Start of DATA SHOWN

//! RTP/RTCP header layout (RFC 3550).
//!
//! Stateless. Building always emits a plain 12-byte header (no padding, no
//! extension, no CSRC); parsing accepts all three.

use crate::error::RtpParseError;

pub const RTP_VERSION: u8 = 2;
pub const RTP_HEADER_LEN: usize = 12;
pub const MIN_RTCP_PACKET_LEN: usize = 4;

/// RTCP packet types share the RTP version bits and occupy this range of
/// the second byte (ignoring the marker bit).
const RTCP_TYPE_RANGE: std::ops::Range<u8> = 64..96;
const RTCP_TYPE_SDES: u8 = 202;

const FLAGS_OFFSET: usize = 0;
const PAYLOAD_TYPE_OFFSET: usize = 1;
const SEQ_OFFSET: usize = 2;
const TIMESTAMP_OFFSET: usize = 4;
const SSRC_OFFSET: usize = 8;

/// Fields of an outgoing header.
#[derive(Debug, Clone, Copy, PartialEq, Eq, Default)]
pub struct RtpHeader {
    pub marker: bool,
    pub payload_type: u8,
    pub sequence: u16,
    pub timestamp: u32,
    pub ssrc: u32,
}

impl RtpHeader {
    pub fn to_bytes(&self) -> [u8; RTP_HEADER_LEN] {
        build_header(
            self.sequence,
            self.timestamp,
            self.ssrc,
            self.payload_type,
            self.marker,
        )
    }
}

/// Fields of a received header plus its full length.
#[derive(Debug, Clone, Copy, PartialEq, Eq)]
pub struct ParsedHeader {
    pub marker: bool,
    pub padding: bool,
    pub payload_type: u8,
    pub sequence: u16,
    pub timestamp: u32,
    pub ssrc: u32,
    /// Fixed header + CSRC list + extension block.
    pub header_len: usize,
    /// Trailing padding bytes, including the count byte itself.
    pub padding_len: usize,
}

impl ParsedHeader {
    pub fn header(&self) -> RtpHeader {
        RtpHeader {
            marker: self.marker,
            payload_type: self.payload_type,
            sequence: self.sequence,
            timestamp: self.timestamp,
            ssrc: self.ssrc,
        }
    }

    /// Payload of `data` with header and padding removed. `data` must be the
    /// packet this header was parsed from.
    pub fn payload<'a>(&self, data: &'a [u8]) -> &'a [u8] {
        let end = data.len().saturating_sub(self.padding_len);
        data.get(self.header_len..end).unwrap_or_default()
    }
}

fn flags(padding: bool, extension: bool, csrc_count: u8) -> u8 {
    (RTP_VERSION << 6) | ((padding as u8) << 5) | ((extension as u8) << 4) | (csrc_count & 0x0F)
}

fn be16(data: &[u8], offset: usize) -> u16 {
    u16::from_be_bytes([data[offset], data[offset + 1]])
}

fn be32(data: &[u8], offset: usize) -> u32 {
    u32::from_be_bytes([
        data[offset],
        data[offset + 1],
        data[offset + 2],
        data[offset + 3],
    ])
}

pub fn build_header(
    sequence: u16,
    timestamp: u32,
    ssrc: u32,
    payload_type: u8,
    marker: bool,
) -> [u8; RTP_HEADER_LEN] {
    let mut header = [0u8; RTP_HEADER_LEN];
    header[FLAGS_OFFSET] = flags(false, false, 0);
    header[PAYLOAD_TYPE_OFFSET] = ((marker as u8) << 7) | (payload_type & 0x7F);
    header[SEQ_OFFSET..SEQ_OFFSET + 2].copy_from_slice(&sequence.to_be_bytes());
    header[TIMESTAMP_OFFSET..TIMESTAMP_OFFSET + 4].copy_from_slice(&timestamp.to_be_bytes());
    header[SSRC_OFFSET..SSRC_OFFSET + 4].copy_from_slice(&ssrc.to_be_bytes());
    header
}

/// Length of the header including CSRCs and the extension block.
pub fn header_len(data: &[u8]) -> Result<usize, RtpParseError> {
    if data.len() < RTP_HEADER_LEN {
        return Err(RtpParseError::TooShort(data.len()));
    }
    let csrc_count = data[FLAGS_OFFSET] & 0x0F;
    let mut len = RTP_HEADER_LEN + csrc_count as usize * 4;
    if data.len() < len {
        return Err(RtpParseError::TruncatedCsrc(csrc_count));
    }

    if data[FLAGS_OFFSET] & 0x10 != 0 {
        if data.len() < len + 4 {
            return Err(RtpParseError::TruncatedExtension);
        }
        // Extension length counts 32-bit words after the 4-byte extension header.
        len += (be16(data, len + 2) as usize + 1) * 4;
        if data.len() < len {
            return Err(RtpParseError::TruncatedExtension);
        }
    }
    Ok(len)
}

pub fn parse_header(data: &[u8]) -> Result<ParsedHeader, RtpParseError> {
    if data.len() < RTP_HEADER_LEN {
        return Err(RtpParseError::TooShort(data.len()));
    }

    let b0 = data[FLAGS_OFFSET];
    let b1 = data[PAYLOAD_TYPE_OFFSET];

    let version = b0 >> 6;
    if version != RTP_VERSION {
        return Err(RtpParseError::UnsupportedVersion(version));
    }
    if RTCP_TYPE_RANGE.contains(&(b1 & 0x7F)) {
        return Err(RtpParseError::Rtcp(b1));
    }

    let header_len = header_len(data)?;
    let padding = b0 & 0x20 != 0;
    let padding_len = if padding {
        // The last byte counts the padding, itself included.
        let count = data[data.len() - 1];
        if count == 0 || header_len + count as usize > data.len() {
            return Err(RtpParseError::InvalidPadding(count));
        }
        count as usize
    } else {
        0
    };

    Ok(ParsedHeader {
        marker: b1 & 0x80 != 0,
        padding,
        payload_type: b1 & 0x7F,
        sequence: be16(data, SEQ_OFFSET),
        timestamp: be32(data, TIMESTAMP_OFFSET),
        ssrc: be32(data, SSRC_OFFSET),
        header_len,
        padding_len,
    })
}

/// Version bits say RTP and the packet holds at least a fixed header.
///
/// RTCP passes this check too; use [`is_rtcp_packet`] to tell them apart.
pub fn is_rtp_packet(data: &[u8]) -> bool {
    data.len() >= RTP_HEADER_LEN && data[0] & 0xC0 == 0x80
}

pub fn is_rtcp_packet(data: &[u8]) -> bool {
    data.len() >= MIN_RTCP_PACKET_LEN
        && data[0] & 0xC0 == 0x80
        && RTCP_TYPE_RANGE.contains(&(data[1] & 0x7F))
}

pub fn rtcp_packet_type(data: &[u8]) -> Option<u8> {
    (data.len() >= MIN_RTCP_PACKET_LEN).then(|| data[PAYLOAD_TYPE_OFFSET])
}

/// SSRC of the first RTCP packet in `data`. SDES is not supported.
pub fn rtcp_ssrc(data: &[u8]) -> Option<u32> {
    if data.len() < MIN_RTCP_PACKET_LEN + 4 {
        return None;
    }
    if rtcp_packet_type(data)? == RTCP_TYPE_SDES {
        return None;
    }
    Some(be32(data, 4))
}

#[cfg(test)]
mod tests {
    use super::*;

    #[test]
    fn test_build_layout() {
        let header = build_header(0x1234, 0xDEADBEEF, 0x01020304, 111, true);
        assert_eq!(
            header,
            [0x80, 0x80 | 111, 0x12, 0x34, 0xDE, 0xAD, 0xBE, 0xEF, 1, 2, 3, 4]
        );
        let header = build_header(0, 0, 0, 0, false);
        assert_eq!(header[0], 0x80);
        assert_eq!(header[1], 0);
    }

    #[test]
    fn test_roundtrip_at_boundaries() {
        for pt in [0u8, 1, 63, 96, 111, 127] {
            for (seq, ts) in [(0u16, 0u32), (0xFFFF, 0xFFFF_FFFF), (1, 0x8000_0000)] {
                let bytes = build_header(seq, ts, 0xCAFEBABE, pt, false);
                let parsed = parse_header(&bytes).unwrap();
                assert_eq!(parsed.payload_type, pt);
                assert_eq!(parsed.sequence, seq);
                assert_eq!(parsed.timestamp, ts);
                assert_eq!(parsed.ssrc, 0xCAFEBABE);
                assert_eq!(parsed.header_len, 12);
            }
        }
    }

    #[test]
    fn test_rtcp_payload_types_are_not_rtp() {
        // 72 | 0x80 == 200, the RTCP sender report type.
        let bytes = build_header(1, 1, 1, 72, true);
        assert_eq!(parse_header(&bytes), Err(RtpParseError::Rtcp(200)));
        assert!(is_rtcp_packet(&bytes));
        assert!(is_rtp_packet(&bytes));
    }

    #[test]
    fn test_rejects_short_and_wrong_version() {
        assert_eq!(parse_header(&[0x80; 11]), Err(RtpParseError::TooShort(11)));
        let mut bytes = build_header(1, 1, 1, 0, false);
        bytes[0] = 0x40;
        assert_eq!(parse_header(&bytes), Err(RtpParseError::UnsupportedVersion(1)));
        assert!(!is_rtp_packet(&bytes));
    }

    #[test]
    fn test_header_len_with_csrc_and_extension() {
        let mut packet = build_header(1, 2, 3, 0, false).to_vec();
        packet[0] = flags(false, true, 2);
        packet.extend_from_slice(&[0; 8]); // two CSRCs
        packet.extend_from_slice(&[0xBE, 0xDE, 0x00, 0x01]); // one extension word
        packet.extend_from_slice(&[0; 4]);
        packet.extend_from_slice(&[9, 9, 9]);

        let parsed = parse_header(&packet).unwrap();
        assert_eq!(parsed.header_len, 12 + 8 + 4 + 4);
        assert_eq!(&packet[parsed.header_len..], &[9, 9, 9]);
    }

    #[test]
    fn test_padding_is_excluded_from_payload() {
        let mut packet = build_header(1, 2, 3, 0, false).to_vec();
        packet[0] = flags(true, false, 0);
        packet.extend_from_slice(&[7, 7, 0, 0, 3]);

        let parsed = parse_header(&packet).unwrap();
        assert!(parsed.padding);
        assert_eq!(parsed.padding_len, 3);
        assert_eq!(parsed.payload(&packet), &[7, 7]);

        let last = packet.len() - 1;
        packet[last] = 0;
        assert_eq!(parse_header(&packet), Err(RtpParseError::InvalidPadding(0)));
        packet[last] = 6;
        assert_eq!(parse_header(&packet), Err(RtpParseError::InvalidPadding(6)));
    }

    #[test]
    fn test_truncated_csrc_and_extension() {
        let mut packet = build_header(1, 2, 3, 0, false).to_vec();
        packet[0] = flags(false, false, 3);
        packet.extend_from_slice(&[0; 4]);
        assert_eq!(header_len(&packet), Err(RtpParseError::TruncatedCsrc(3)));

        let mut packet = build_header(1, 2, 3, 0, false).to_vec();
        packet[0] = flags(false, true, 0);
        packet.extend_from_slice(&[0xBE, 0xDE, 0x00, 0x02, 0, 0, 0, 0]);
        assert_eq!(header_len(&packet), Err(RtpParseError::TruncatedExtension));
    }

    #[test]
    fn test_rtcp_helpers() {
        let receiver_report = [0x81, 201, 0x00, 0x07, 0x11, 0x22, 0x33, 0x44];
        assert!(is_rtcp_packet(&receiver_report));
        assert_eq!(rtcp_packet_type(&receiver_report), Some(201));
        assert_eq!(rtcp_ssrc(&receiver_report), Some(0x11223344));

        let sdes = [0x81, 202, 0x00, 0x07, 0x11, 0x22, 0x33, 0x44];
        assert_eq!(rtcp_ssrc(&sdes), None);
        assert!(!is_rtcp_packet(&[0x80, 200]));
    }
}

End of DATA SHOWN

§ **WHAT THIS TASK INVOLVES**: Using the listing above, report each line that mentions the word "Fields".

§ **OUTPUT FOR THIS EXERCISE**:
/// Fields of an outgoing header.
/// Fields of a received header plus its full length.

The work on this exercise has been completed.